» Task to complete
Your task is to transcribe the entries below exactly, from their first line down to the line containing "#[cfg(test)]", and to stop there.

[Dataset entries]

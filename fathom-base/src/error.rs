// We want a few things here:
// 1. A way to create a new error with a backtrace
// 2. A way to centralize setting a breakpoint to trap any error in the system fairly soon
//    after it's created (or at least when it's propagated from a library we use back to us)
// 3. Same but for logging / emitting error messages into the tracing/logging system
// 4. A structured kind alongside the opaque backtrace so the retry loop can classify
//    without downcasting.

use std::borrow::Cow;
use backtrace_error::DynBacktraceError;
use tracing::error;

#[cfg(test)]
use test_log::test;

/// The §7 error taxonomy. Retriable and version-drift and shard-cache-invalidation
/// classes are handled by the retry loop (see `fathom-txn::retry`); user-fatal
/// errors propagate to the caller untouched.
#[derive(Clone, Copy, Debug, Eq, PartialEq, Ord, PartialOrd, Hash)]
pub enum ErrorKind {
    // Transient-retry
    NotCommitted,
    CommitUnknownResult,
    DatabaseLocked,
    ProxyMemoryLimitExceeded,
    ProcessBehind,
    BatchTransactionThrottled,
    TagThrottled,
    // Version-drift
    TransactionTooOld,
    FutureVersion,
    // Shard-cache-invalidation
    WrongShardServer,
    AllAlternativesFailed,
    RequestMaybeDelivered,
    // User-fatal
    KeyTooLarge,
    ValueTooLarge,
    RangeLimitsInvalid,
    ClientInvalidOperation,
    InvalidOptionValue,
    ReadVersionAlreadySet,
    VersionInvalid,
    TooManyWatches,
    WatchCancelled,
    TimedOut,
    // Anything not named above (connection failures, internal invariant
    // breaks, wrapped I/O errors, etc). Callers should not rely on this
    // variant's meaning staying fixed across releases.
    Other,
}

#[derive(Clone, Copy, Debug, Eq, PartialEq, Ord, PartialOrd, Hash)]
pub enum RetryClass {
    TransientRetry,
    VersionDrift,
    ShardCacheInvalidation,
    Fatal,
}

impl ErrorKind {
    pub fn retry_class(self) -> RetryClass {
        use ErrorKind::*;
        use RetryClass::*;
        match self {
            NotCommitted
            | CommitUnknownResult
            | DatabaseLocked
            | ProxyMemoryLimitExceeded
            | ProcessBehind
            | BatchTransactionThrottled
            | TagThrottled => TransientRetry,
            TransactionTooOld | FutureVersion => VersionDrift,
            WrongShardServer | AllAlternativesFailed | RequestMaybeDelivered => {
                ShardCacheInvalidation
            }
            _ => Fatal,
        }
    }

    pub fn is_retriable(self) -> bool {
        !matches!(self.retry_class(), RetryClass::Fatal)
    }
}

#[derive(Debug)]
#[allow(dead_code)]
pub struct Error {
    inner: DynBacktraceError,
    kind: ErrorKind,
}
pub type Result<T> = std::result::Result<T, Error>;

struct SimpleErr(Cow<'static, str>);
impl std::fmt::Debug for SimpleErr {
    fn fmt(&self, f: &mut std::fmt::Formatter<'_>) -> std::fmt::Result {
        write!(f, "{}", self.0)
    }
}
impl std::fmt::Display for SimpleErr {
    fn fmt(&self, f: &mut std::fmt::Formatter<'_>) -> std::fmt::Result {
        write!(f, "{}", self.0)
    }
}
impl std::error::Error for SimpleErr {
    fn description(&self) -> &str {
        &self.0
    }
}

impl<E: std::error::Error + Send + Sync + 'static> From<E> for Error {
    fn from(err: E) -> Error {
        Error::with_kind(err, ErrorKind::Other)
    }
}

impl Error {
    pub fn with_kind<E: std::error::Error + Send + Sync + 'static>(
        err: E,
        kind: ErrorKind,
    ) -> Error {
        error!(target: "fathom", kind = ?kind, "{:?}", err);
        let inner = DynBacktraceError::from(err);
        Error { inner, kind }
    }

    pub fn kind(&self) -> ErrorKind {
        self.kind
    }

    pub fn is_retriable(&self) -> bool {
        self.kind.is_retriable()
    }
}

impl std::fmt::Display for Error {
    fn fmt(&self, f: &mut std::fmt::Formatter<'_>) -> std::fmt::Result {
        write!(f, "{:?}: {}", self.kind, self.inner)
    }
}

/// Build an opaque, backtrace-carrying error of kind [`ErrorKind::Other`].
pub fn err(msg: impl Into<Cow<'static, str>>) -> Error {
    kind_err(ErrorKind::Other, msg)
}

/// Build an error with an explicit taxonomy kind, for sites that know which
/// §7 class they're raising (size limits, option validation, shard misses).
pub fn kind_err(kind: ErrorKind, msg: impl Into<Cow<'static, str>>) -> Error {
    let err = SimpleErr(msg.into());
    Error::with_kind(err, kind)
}

#[test]
fn test_error() {
    let e = err("test error");
    assert_eq!(e.kind(), ErrorKind::Other);
}

#[test]
fn test_retry_classification() {
    assert!(ErrorKind::NotCommitted.is_retriable());
    assert!(ErrorKind::WrongShardServer.is_retriable());
    assert!(ErrorKind::TransactionTooOld.is_retriable());
    assert!(!ErrorKind::KeyTooLarge.is_retriable());
    assert!(!ErrorKind::RangeLimitsInvalid.is_retriable());
}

» Task answer
filename fathom-base/src/error.rs
// We want a few things here:
// 1. A way to create a new error with a backtrace
// 2. A way to centralize setting a breakpoint to trap any error in the system fairly soon
//    after it's created (or at least when it's propagated from a library we use back to us)
// 3. Same but for logging / emitting error messages into the tracing/logging system
// 4. A structured kind alongside the opaque backtrace so the retry loop can classify
//    without downcasting.

use std::borrow::Cow;
use backtrace_error::DynBacktraceError;
use tracing::error;

#[cfg(test)]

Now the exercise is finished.